Jun. 27th, 2011

QotD

Jun. 27th, 2011 12:27 pm
acroyear: (Default)
Four short links: 27 June 2011 - O'Reilly Radar:
Nonetheless, Facebook has become the new millennium's AOL: keywords, grandparents, and a zealous devotion to advertising. At least Facebook doesn't send me #&#^%*ing CDs.

On Orff

Jun. 27th, 2011 12:39 pm
acroyear: (allegro people)
Alex Ross: The Rest Is Noise: World War II Music:
[Strauss and Orff's] surrender to Nazi overtures is an ineradicable stain on the biography of each; but the music itself commits no sins simply by being and remaining popular. That “Carmina Burana” has appeared in hundreds of films and television commercials is proof that it contains no diabolical message, indeed that it contains no message whatsoever.
acroyear: (allegro people)
Why my criteria matter - Sandow:
Why should it matter, to measure orchestra quality in such detail?

Because, to begin with, we for the most part discuss how well orchestras play only in the most general way. We have an idea, let's say, that Cleveland (or at least this used to be the belief) stands above most American orchestra. Or that Berlin might be the best orchestra in the world. But what exactly do we mean by that?

Or we think that San Francisco, under MTT, stands very high. But do we mean that their programming does, or their playing? How does their playing rank, compared to other American orchestras their size?

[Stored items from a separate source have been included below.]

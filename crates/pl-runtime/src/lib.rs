//! # Provenance Ledger Runtime
//!
//! Hosts the product contract for external invokers.
//!
//! ## Startup Sequence
//!
//! 1. Load configuration (env, then CLI flags)
//! 2. Restore the world-state snapshot, if a state file is configured
//! 3. Seed the catalog when requested and the world-state is empty
//! 4. Run one invocation, or serve the JSON-lines stream
//!
//! ## Persistence
//!
//! The world-state is in memory. With a state file, the whole snapshot is
//! rewritten after every committed transaction. A failed write does not undo
//! the commit: the reply still reports the transaction, the failure is logged
//! and counted, and the next commit rewrites the full snapshot.

pub mod cli;
pub mod config;

use std::sync::atomic::{AtomicU64, Ordering};
use std::sync::Arc;

use anyhow::{Context, Result};
use pl_01_world_state::{InMemoryWorldState, StateSnapshot};
use pl_02_product_contract::{
    Dispatcher, DispatcherStats, ErrorPayload, InvokeReply, InvokeRequest, REGISTRY,
};
use pl_telemetry::{log_event, log_tx_event};
use tokio::io::{AsyncBufRead, AsyncBufReadExt, AsyncWrite, AsyncWriteExt};
use tracing::{debug, info, warn};

pub use config::{ConfigError, RuntimeConfig};

/// Service name on runtime log lines.
pub const SERVICE_NAME: &str = "pl-runtime";

/// Counts for one `serve` session.
#[derive(Debug, Default, Clone, Copy, PartialEq, Eq)]
pub struct ServeSummary {
    pub requests: u64,
    pub failed: u64,
}

/// The contract plus its world-state.
pub struct LedgerRuntime {
    config: RuntimeConfig,
    dispatcher: Dispatcher<InMemoryWorldState>,
    persist_failures: AtomicU64,
}

impl LedgerRuntime {
    /// Restore state and seed if configured.
    pub async fn start(config: RuntimeConfig) -> Result<Self> {
        let store = match &config.state_file {
            Some(path) => {
                let snapshot = StateSnapshot::load(path)
                    .with_context(|| format!("Failed to load state file {}", path.display()))?;
                info!(path = %path.display(), keys = snapshot.entries.len(), "Restored world-state");
                InMemoryWorldState::from_snapshot(snapshot)
                    .context("State file holds an invalid snapshot")?
            }
            None => InMemoryWorldState::new(),
        };

        let runtime = Self {
            config,
            dispatcher: Dispatcher::new(Arc::new(store)),
            persist_failures: AtomicU64::new(0),
        };

        if runtime.config.seed_on_start && runtime.dispatcher.store().is_empty()? {
            log_event!(info, SERVICE_NAME, "Empty world-state, seeding catalog");
            let reply = runtime
                .execute(&InvokeRequest::submit("InitLedger", Vec::new()))
                .await;
            if let Some(error) = reply.error {
                anyhow::bail!("Seeding failed: {}", error.message);
            }
        }

        Ok(runtime)
    }

    #[must_use]
    pub fn config(&self) -> &RuntimeConfig {
        &self.config
    }

    pub async fn stats(&self) -> DispatcherStats {
        self.dispatcher.stats().await
    }

    /// Committed transactions whose snapshot could not be written.
    #[must_use]
    pub fn persist_failures(&self) -> u64 {
        self.persist_failures.load(Ordering::Relaxed)
    }

    /// Run one request. Contract failures come back inside the reply.
    pub async fn execute(&self, request: &InvokeRequest) -> InvokeReply {
        let result = self
            .dispatcher
            .invoke(request.mode, &request.function, &request.args)
            .await;

        match &result {
            Ok(response) => {
                log_tx_event!(
                    info,
                    SERVICE_NAME,
                    "Invocation succeeded",
                    response.tx_id,
                    response.function,
                    committed = response.committed,
                    writes = response.writes
                );
                if response.committed {
                    if let Err(err) = self.persist() {
                        self.persist_failures.fetch_add(1, Ordering::Relaxed);
                        log_event!(
                            error,
                            SERVICE_NAME,
                            "Transaction committed but state file not written",
                            tx_id = %response.tx_id,
                            error = %format!("{err:#}")
                        );
                    }
                }
            }
            Err(err) => {
                warn!(
                    service = SERVICE_NAME,
                    function = %request.function,
                    kind = err.kind(),
                    error = %err,
                    "Invocation failed"
                );
            }
        }

        InvokeReply::from_result(&result)
    }

    /// JSON-lines loop: one `InvokeRequest` per input line, one `InvokeReply`
    /// per output line. Blank lines are skipped. Ends at end of input.
    pub async fn serve<R, W>(&self, reader: R, mut writer: W) -> Result<ServeSummary>
    where
        R: AsyncBufRead + Unpin,
        W: AsyncWrite + Unpin,
    {
        let mut lines = reader.lines();
        let mut summary = ServeSummary::default();

        while let Some(line) = lines.next_line().await.context("Failed to read request")? {
            if line.trim().is_empty() {
                continue;
            }

            let reply = match serde_json::from_str::<InvokeRequest>(&line) {
                Ok(request) => self.execute(&request).await,
                Err(e) => {
                    warn!(error = %e, "Unreadable request line");
                    InvokeReply::failure(ErrorPayload {
                        kind: "InvalidRequest".to_string(),
                        message: e.to_string(),
                    })
                }
            };

            summary.requests += 1;
            if !reply.ok {
                summary.failed += 1;
            }

            let mut encoded = serde_json::to_vec(&reply)?;
            encoded.push(b'\n');
            writer.write_all(&encoded).await.context("Failed to write reply")?;
            writer.flush().await?;
        }

        info!(requests = summary.requests, failed = summary.failed, "Input closed");
        Ok(summary)
    }

    fn persist(&self) -> Result<()> {
        if let Some(path) = &self.config.state_file {
            self.dispatcher
                .store()
                .snapshot()?
                .save(path)
                .with_context(|| format!("Failed to write state file {}", path.display()))?;
            debug!(path = %path.display(), "State snapshot written");
        }
        Ok(())
    }
}

/// Tabular listing of the registered functions.
#[must_use]
pub fn function_table() -> String {
    let mut out = format!("{:<16} {:<6} {:<10} {}\n", "FUNCTION", "ARITY", "READ-ONLY", "PARAMETERS");
    for spec in REGISTRY {
        out.push_str(&format!(
            "{:<16} {:<6} {:<10} {}\n",
            spec.name,
            spec.arity(),
            spec.read_only,
            spec.params.join(", ")
        ));
    }
    out
}
//! # Lifecycle Flows
//!
//! Per-id state machine driven end to end through the dispatcher:
//!
//! ```text
//! NonExistent ──CreateProduct──→ Exists ──Update/Transfer──→ Exists
//!      ↑                           │
//!      └──────DeleteProduct────────┘
//! ```

#[cfg(test)]
mod tests {
    use super::super::{args, create_args, fresh_ledger};
    use pl_02_product_contract::{ContractError, Product};
    use serde_json::Value;

    fn decode(payload: &str) -> Value {
        serde_json::from_str(payload).unwrap()
    }

    // =============================================================================
    // SCENARIOS
    // =============================================================================

    #[tokio::test]
    async fn test_init_ledger_then_get_apple() {
        let ledger = fresh_ledger();
        ledger.submit("InitLedger", &[]).await.unwrap();

        let apple = decode(&ledger.evaluate("GetProduct", &args(&["1"])).await.unwrap().payload);
        assert_eq!(apple["name"], "Apple");
        assert_eq!(apple["price"].as_f64(), Some(30.0));
        assert_eq!(apple["id"], "1");
    }

    #[tokio::test]
    async fn test_create_delete_then_get_fails() {
        let ledger = fresh_ledger();
        ledger
            .submit("CreateProduct", &create_args("9", "Mango", "PRODUCER"))
            .await
            .unwrap();
        ledger.submit("DeleteProduct", &args(&["9"])).await.unwrap();

        let result = ledger.evaluate("GetProduct", &args(&["9"])).await;
        assert_eq!(result.unwrap_err(), ContractError::NotFound("9".into()));
        assert_eq!(
            ledger.evaluate("ProductExists", &args(&["9"])).await.unwrap().payload,
            "false"
        );
    }

    #[tokio::test]
    async fn test_transfer_producer_to_retailer() {
        let ledger = fresh_ledger();
        ledger
            .submit("CreateProduct", &create_args("10", "Mango", "PRODUCER"))
            .await
            .unwrap();
        let before = decode(&ledger.evaluate("GetProduct", &args(&["10"])).await.unwrap().payload);

        let previous = ledger
            .submit("TransferProduct", &args(&["10", "RETAILER"]))
            .await
            .unwrap();
        assert_eq!(previous.payload, "PRODUCER");

        let after = decode(&ledger.evaluate("GetProduct", &args(&["10"])).await.unwrap().payload);
        assert_eq!(after["actor"], "RETAILER");
        for field in ["id", "name", "quantity", "price", "location", "imageUrl"] {
            assert_eq!(after[field], before[field], "{field} changed on transfer");
        }
    }

    #[tokio::test]
    async fn test_transfer_chain_returns_each_previous_actor() {
        let ledger = fresh_ledger();
        ledger
            .submit("CreateProduct", &create_args("12", "Durian", "PRODUCER"))
            .await
            .unwrap();

        let mut holders = Vec::new();
        for next in ["RETAILER", "CONSUMER", "PRODUCER"] {
            let response = ledger
                .submit("TransferProduct", &args(&["12", next]))
                .await
                .unwrap();
            holders.push(response.payload);
        }
        assert_eq!(holders, ["PRODUCER", "RETAILER", "CONSUMER"]);
    }

    // =============================================================================
    // EXISTENCE RULES
    // =============================================================================

    #[tokio::test]
    async fn test_never_created_ids() {
        let ledger = fresh_ledger();
        ledger.submit("InitLedger", &[]).await.unwrap();

        for id in ["0", "7", "10", "apple"] {
            assert_eq!(
                ledger.evaluate("ProductExists", &args(&[id])).await.unwrap().payload,
                "false"
            );
            assert!(matches!(
                ledger.evaluate("GetProduct", &args(&[id])).await,
                Err(ContractError::NotFound(_))
            ));
        }
    }

    #[tokio::test]
    async fn test_second_create_fails_already_exists() {
        let ledger = fresh_ledger();
        ledger
            .submit("CreateProduct", &create_args("X1", "Lychee", "PRODUCER"))
            .await
            .unwrap();
        assert_eq!(
            ledger.evaluate("ProductExists", &args(&["X1"])).await.unwrap().payload,
            "true"
        );

        let err = ledger
            .submit("CreateProduct", &create_args("X1", "Lychee", "RETAILER"))
            .await
            .unwrap_err();
        assert_eq!(err, ContractError::AlreadyExists("X1".into()));
    }

    #[tokio::test]
    async fn test_mutations_on_missing_id_leave_store_untouched() {
        let ledger = fresh_ledger();
        ledger.submit("InitLedger", &[]).await.unwrap();
        let before = ledger.store().snapshot().unwrap();

        let update = args(&["99", "1 kg", "1", "Ghost", r#"{"lat":0,"lng":0}"#, "PRODUCER", ""]);
        let attempts = [
            ledger.submit("UpdateProduct", &update).await,
            ledger.submit("DeleteProduct", &args(&["99"])).await,
            ledger.submit("TransferProduct", &args(&["99", "CONSUMER"])).await,
        ];

        for attempt in attempts {
            assert_eq!(attempt.unwrap_err(), ContractError::NotFound("99".into()));
        }
        assert_eq!(ledger.store().snapshot().unwrap(), before);
    }

    #[tokio::test]
    async fn test_ids_are_opaque_keys() {
        let ledger = fresh_ledger();

        let err = ledger
            .submit("CreateProduct", &create_args(" 9 ", "Mango", "PRODUCER"))
            .await
            .unwrap_err();
        assert!(matches!(err, ContractError::InvalidArgument(_)));
        assert!(ledger.store().is_empty().unwrap());

        ledger
            .submit("CreateProduct", &create_args("9", "Mango", "PRODUCER"))
            .await
            .unwrap();
        for (id, exists) in [("9", "true"), (" 9 ", "false"), ("", "false")] {
            assert_eq!(
                ledger.evaluate("ProductExists", &args(&[id])).await.unwrap().payload,
                exists,
                "ProductExists({id:?})"
            );
        }
        assert_eq!(
            ledger.evaluate("GetProduct", &args(&[""])).await.unwrap_err(),
            ContractError::NotFound(String::new())
        );
    }

    // =============================================================================
    // LISTING
    // =============================================================================

    #[tokio::test]
    async fn test_get_all_returns_live_records_in_key_order() {
        let ledger = fresh_ledger();
        assert_eq!(
            ledger.evaluate("GetAllProducts", &[]).await.unwrap().payload,
            "[]"
        );

        ledger.submit("InitLedger", &[]).await.unwrap();
        ledger
            .submit("CreateProduct", &create_args("11", "Mango", "PRODUCER"))
            .await
            .unwrap();
        ledger.submit("DeleteProduct", &args(&["3"])).await.unwrap();

        let listing = decode(&ledger.evaluate("GetAllProducts", &[]).await.unwrap().payload);
        let ids: Vec<&str> = listing
            .as_array()
            .unwrap()
            .iter()
            .map(|record| record["id"].as_str().unwrap())
            .collect();
        assert_eq!(ids, ["1", "11", "2", "4", "5", "6"]);

        let first: Product = serde_json::from_value(listing[0].clone()).unwrap();
        assert_eq!(first.name, "Apple");
    }

    #[tokio::test]
    async fn test_update_replaces_all_mutable_fields() {
        let ledger = fresh_ledger();
        ledger.submit("InitLedger", &[]).await.unwrap();

        ledger
            .submit(
                "UpdateProduct",
                &args(&[
                    "2",
                    "75 kg",
                    "16.5",
                    "Lady Finger Banana",
                    r#"{"lat":-8.65,"lng":115.2167}"#,
                    "CONSUMER",
                    "https://img/banana-2.jpg",
                ]),
            )
            .await
            .unwrap();

        let banana = decode(&ledger.evaluate("GetProduct", &args(&["2"])).await.unwrap().payload);
        assert_eq!(banana["id"], "2");
        assert_eq!(banana["name"], "Lady Finger Banana");
        assert_eq!(banana["quantity"], "75 kg");
        assert_eq!(banana["price"].as_f64(), Some(16.5));
        assert_eq!(banana["location"]["lat"].as_f64(), Some(-8.65));
        assert_eq!(banana["actor"], "CONSUMER");
        assert_eq!(banana["imageUrl"], "https://img/banana-2.jpg");
    }

    #[tokio::test]
    async fn test_init_ledger_restores_seed_values() {
        let ledger = fresh_ledger();
        ledger.submit("InitLedger", &[]).await.unwrap();
        ledger
            .submit("TransferProduct", &args(&["1", "CONSUMER"]))
            .await
            .unwrap();

        ledger.submit("InitLedger", &[]).await.unwrap();
        let apple = decode(&ledger.evaluate("GetProduct", &args(&["1"])).await.unwrap().payload);
        assert_eq!(apple["actor"], "PRODUCER");
    }
}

Compare this to what any baseball fan knows. You're a Mets fan? If you're serious about it, you know their strengths and weaknesses, position by position. Stellar shortstop, really good third baseman (though he's injured), promising young first baseman (also injured), left fielder who forgot how to hit.
Well, repertoire matters, and hand-in-hand with that is the expectations by the audience (as well as the musical director and the orchestra itself). A local orchestra may not be expected to take on Ligeti or Takemitsu, or may be expected based on the conductor to take on new (generally tonal) music more often (Seattle under Schwartz, or Baltimore under Alsop, both of whom are champions of new composers, and new American composers at that).

So, too, the San Francisco you cite - I really don't know MTT's tastes beyond what shows up on the PBS shows, which are mostly early and late Romantic, or tonal 20th Century (Copland). Even his late-period Stravinsky recording was with the LSO. For those that don't "live with the orchestra", its hard for us to know how large a range of material it is they play.

So in this, the baseball analogy does somewhat fall short. In baseball, everybody plays, well, baseball. Orchestras are judged by the quality of the "core" rep (the Beethoven cycle, the Brahms cycle, the Wagner operas, Stravinsky's Rite, Debussy's Faun), the diversity of works they play in a particular period, and the diversity of periods they can play, much of which is the decision of the board and the orchestra's leads when they select a music director.

This is different again from baseball where the owner (representing the board) selects the manager who drives the emphasis from there. In orchestras, the members have a say in who they pick, which in turn has an impact on what they play as well as how well they play it.

Thus, a comparison of De Moines vs NYPO is much more an apples-oranges comparison than it is to just compare a minor league ball team with a major...and that's even before the ways an orchestra can rise above its status under a talented leader, like Birmingham under Rattle did throughout the 90s (who still knew his limits - Birmingham played a number of Mahler symphonies, but he never recorded the 9th with them...).
acroyear: (don't let the)
Open source personal health record: no need to open Google Health - O'Reilly Radar:
Predictably, free software advocates say, "make Google Health open source!" This also misses the point. The unique attributes of cloud computing were covered in a series of articles I put up a few months ago. As I explain there, the source code for services such as Google Health is not that important. The key characteristic that makes Google Health and Microsoft HealthVault appealing is...that they are run by Google and Microsoft. Those companies were banking on the trust that the public has for large, well-endowed institutions to maintain a service. And Google's decision to shutter its Health service (quite reasonable because of its slow take-off) illustrates the weakness of such cloud services.
I'm inclined to agree. What *should* be opensource is any library that is used to access a cloud system (which Google does for almost everything), particularly if there are security elements because more eyeballs looking at security source code improves it rather than makes it more vulnerable (an attitude Microsoft continues to fight, and lose as more and more viruses attack their software while other more open works prove more resilient).

But the client library is useless without the server, and if nobody will host the server, then there's no point.